So the child experiences everything with the whole of himself and innocently takes everything at face value. The child's collision with restrictive reality arrives with such crushing force that, from then on, everything we think and do is conditioned by this compromise. It defines the limits of our willingness to engage reality and thus the limits concerning how much of our potential can be readily realized. So the "scientist to be" is, at the age of four, already compromised as to access to his inner potential.

Very few people think of fairy tales as dissident material but, when you think about it, that is just what it amounts to. Yet people don't ask themselves why little children are so protected from the "facts" of life if later they're to be told that life is not a bowl of cherries, and "life is hard and then you die" and things of that nature. Obviously, we don't tell children fairy tales to hurt them even though these stories don't seem to conform to reality. Clearly, as children, we have a deep-seated need to believe that life is good. In fact, I am convinced that, without it, we would be deprived of the basic faith we need to function in life and be irreparably injured psychologically. Yet as soon as we can "safely" be told the facts of life society does so.

This is society's most reliable, built-in protection from non-conformist and utopian impulses. But the price it pays for stability gained in this way is enormous in terms of sacrificing the creative efficiency of its scientists to be. Conformist impulses and routines simply do not favor scientific breakthroughs.

The spirits of only a tiny remnant of children survive intact after this uncompromisingly brutal assault upon their most fundamental beliefs. In most of us, the resulting disillusionment amounts to the almost total destruction of our world view. Only an exceptional few, miraculously find the inner resources to resist parental authority and cling to their former, utopian ideal. They now belong to a separate reality, out of step with the rest of the world and, of course, other children. In a sense, from the perspective of society, it's a little like retreating into autism. You could say that they take an autistic step backing away from conventional "truth" since they will reject many of the fundamental standards by which society operates or, what you could call, the prevailing paradigm. These people, throughout their lives will, for the most part, prove constitutionally unable to compromise themselves and play the games usually required for professional success.

But only in the rarest of cases does the small child manage to resist the steam-roller of convention and refuse to allow his spirit to be compromised by believing in the preeminence of limitation. But only among these will we be able to find the scientists who will be able to use any significant part of their creative potential and make science the efficient enterprise it should be.

If society had killed your spirit in this way, you'd be a total cynic and would have probably turned me off by now. If you are one of the few who survived outside the conventional paradigm, you will have enough faith in unlimited possibilities to be already engaged in turning them into realities. But most of you, still here, are like me, somewhere in between and have enough hope left in them to have some faith in unlimited possibilities.

What I want to tell you is that there is a way out of this mess. The world can, indeed, be totally changed without resorting to the use of force or even the deceptions of politics. But for this we need to have some measure of faith in two things:

1) We must believe in the genius inherent in all humans. In most, this genius is hardly realizable because they have been too compromised by society. But, as they say, we are made in the image in G-d and this suggests unlimited creative potential.

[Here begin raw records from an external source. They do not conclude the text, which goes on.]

//! Configuration module for starwars
//!
//! Handles loading and merging configuration from multiple sources:
//! - Default values
//! - System configuration (/etc/starwars/starwars.toml)
//! - User configuration (~/.starwars.toml)
//! - Project configuration (./starwars.toml)
//! - Environment variables
//!
//! An explicit path (`--config` or `STARWARS_CONFIG`) replaces the standard
//! locations.

use crate::modules::{ModuleParams, ModuleRegistry};
use anyhow::{Context, Result};
use serde::{Deserialize, Serialize};
use std::collections::HashMap;
use std::path::{Path, PathBuf};
use tracing::debug;

/// Main configuration structure
#[derive(Debug, Clone, Default, Serialize, Deserialize)]
#[serde(default)]
pub struct Config {
    /// Output settings
    pub output: OutputConfig,

    /// Logging settings
    pub logging: LoggingConfig,

    /// Parameter defaults per module, applied when a task leaves them unset
    pub module_defaults: HashMap<String, ModuleParams>,
}

/// Output settings
#[derive(Debug, Clone, Serialize, Deserialize)]
#[serde(default)]
pub struct OutputConfig {
    /// Result format: "json" or "human"
    pub format: String,

    /// Use colors in human output
    pub color: bool,
}

impl Default for OutputConfig {
    fn default() -> Self {
        Self {
            format: "json".to_string(),
            color: true,
        }
    }
}

/// Logging settings
#[derive(Debug, Clone, Serialize, Deserialize)]
#[serde(default)]
pub struct LoggingConfig {
    /// Log level used when no -v flag or RUST_LOG is given
    pub log_level: String,

    /// Write logs to this file instead of stderr
    pub log_path: Option<PathBuf>,
}

impl Default for LoggingConfig {
    fn default() -> Self {
        Self {
            log_level: "warn".to_string(),
            log_path: None,
        }
    }
}

impl Config {
    /// Load configuration from all sources
    pub fn load(config_path: Option<&PathBuf>) -> Result<Self> {
        let mut config = Config::default();

        for path in Self::get_config_paths(config_path) {
            if path.exists() {
                debug!(path = %path.display(), "loading configuration");
                config = config.merge_from_file(&path)?;
            }
        }

        config.apply_env_overrides();

        Ok(config)
    }

    /// Get the list of configuration file paths to check
    fn get_config_paths(explicit_path: Option<&PathBuf>) -> Vec<PathBuf> {
        if let Some(path) = explicit_path {
            return vec![path.clone()];
        }

        if let Ok(env_config) = std::env::var("STARWARS_CONFIG") {
            return vec![PathBuf::from(env_config)];
        }

        let mut paths = vec![PathBuf::from("/etc/starwars/starwars.toml")];

        if let Some(home) = dirs::home_dir() {
            paths.push(home.join(".starwars.toml"));
        }

        paths.push(PathBuf::from("starwars.toml"));
        paths
    }

    /// Merge configuration from a file
    fn merge_from_file(&self, path: &Path) -> Result<Self> {
        let content = std::fs::read_to_string(path)
            .with_context(|| format!("Failed to read config file: {}", path.display()))?;

        let extension = path.extension().and_then(|e| e.to_str()).unwrap_or("");

        let file_config: Config = match extension {
            "yml" | "yaml" => serde_yaml::from_str(&content)
                .with_context(|| format!("Failed to parse config file: {}", path.display()))?,
            "json" => serde_json::from_str(&content)
                .with_context(|| format!("Failed to parse config file: {}", path.display()))?,
            _ => toml::from_str(&content)
                .with_context(|| format!("Failed to parse config file: {}", path.display()))?,
        };

        Ok(self.merge(file_config))
    }

    /// Merge another config into this one
    fn merge(&self, other: Config) -> Config {
        let defaults = OutputConfig::default();
        Config {
            output: OutputConfig {
                format: if other.output.format != defaults.format {
                    other.output.format
                } else {
                    self.output.format.clone()
                },
                color: self.output.color && other.output.color,
            },
            logging: LoggingConfig {
                log_level: if other.logging.log_level != LoggingConfig::default().log_level {
                    other.logging.log_level
                } else {
                    self.logging.log_level.clone()
                },
                log_path: other
                    .logging
                    .log_path
                    .or_else(|| self.logging.log_path.clone()),
            },
            module_defaults: {
                let mut merged = self.module_defaults.clone();
                for (module, params) in other.module_defaults {
                    merged.entry(module).or_default().extend(params);
                }
                merged
            },
        }
    }

    /// Apply environment variable overrides
    fn apply_env_overrides(&mut self) {
        // STARWARS_SCHEME
        if let Ok(scheme) = std::env::var("STARWARS_SCHEME") {
            self.module_defaults
                .entry("movie".to_string())
                .or_default()
                .insert("scheme".to_string(), serde_json::Value::String(scheme));
        }

        // STARWARS_OUTPUT
        if let Ok(format) = std::env::var("STARWARS_OUTPUT") {
            self.output.format = format;
        }

        // STARWARS_LOG_LEVEL
        if let Ok(level) = std::env::var("STARWARS_LOG_LEVEL") {
            self.logging.log_level = level;
        }

        // STARWARS_LOG_PATH
        if let Ok(path) = std::env::var("STARWARS_LOG_PATH") {
            self.logging.log_path = Some(PathBuf::from(path));
        }

        // NO_COLOR
        if std::env::var("NO_COLOR").is_ok() || std::env::var("STARWARS_NO_COLOR").is_ok() {
            self.output.color = false;
        }
    }

    /// Check that module defaults only name known modules and parameters
    pub fn validate(&self, registry: &ModuleRegistry) -> crate::error::Result<()> {
        for (name, params) in &self.module_defaults {
            let module = registry.get(name).ok_or_else(|| {
                crate::error::Error::config(
                    "module_defaults",
                    format!(
                        "unknown module '{}' (known modules: {})",
                        name,
                        registry.names().join(", ")
                    ),
                )
            })?;
            let optional = module.optional_params();
            for param in params.keys() {
                if !optional.contains_key(param.as_str()) {
                    return Err(crate::error::Error::config(
                        "module_defaults",
                        format!("module '{}' has no optional parameter '{}'", name, param),
                    ));
                }
            }
        }
        Ok(())
    }

    /// Whether human-readable output was requested
    pub fn is_human_output(&self) -> bool {
        self.output.format.eq_ignore_ascii_case("human")
    }

    /// Load from a specific file
    pub fn from_file(path: impl AsRef<Path>) -> Result<Self> {
        Config::default().merge_from_file(path.as_ref())
    }
}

2) We must also believe in the inherent goodness of physical existence meaning that were we able to learn everything there is to know about physical matter and apply that knowledge, the result would be a perfect utopia without illusions, lack, poverty, unhappiness, aging or even death. In other words, we have to have some measure of belief in the fairytale version of existence.

Without some degree of faith in these two principles, we will be unable to mobilize ourselves enough to work or contribute towards utopian existence and our view of existence will be largely nihilistic without our even realizing it.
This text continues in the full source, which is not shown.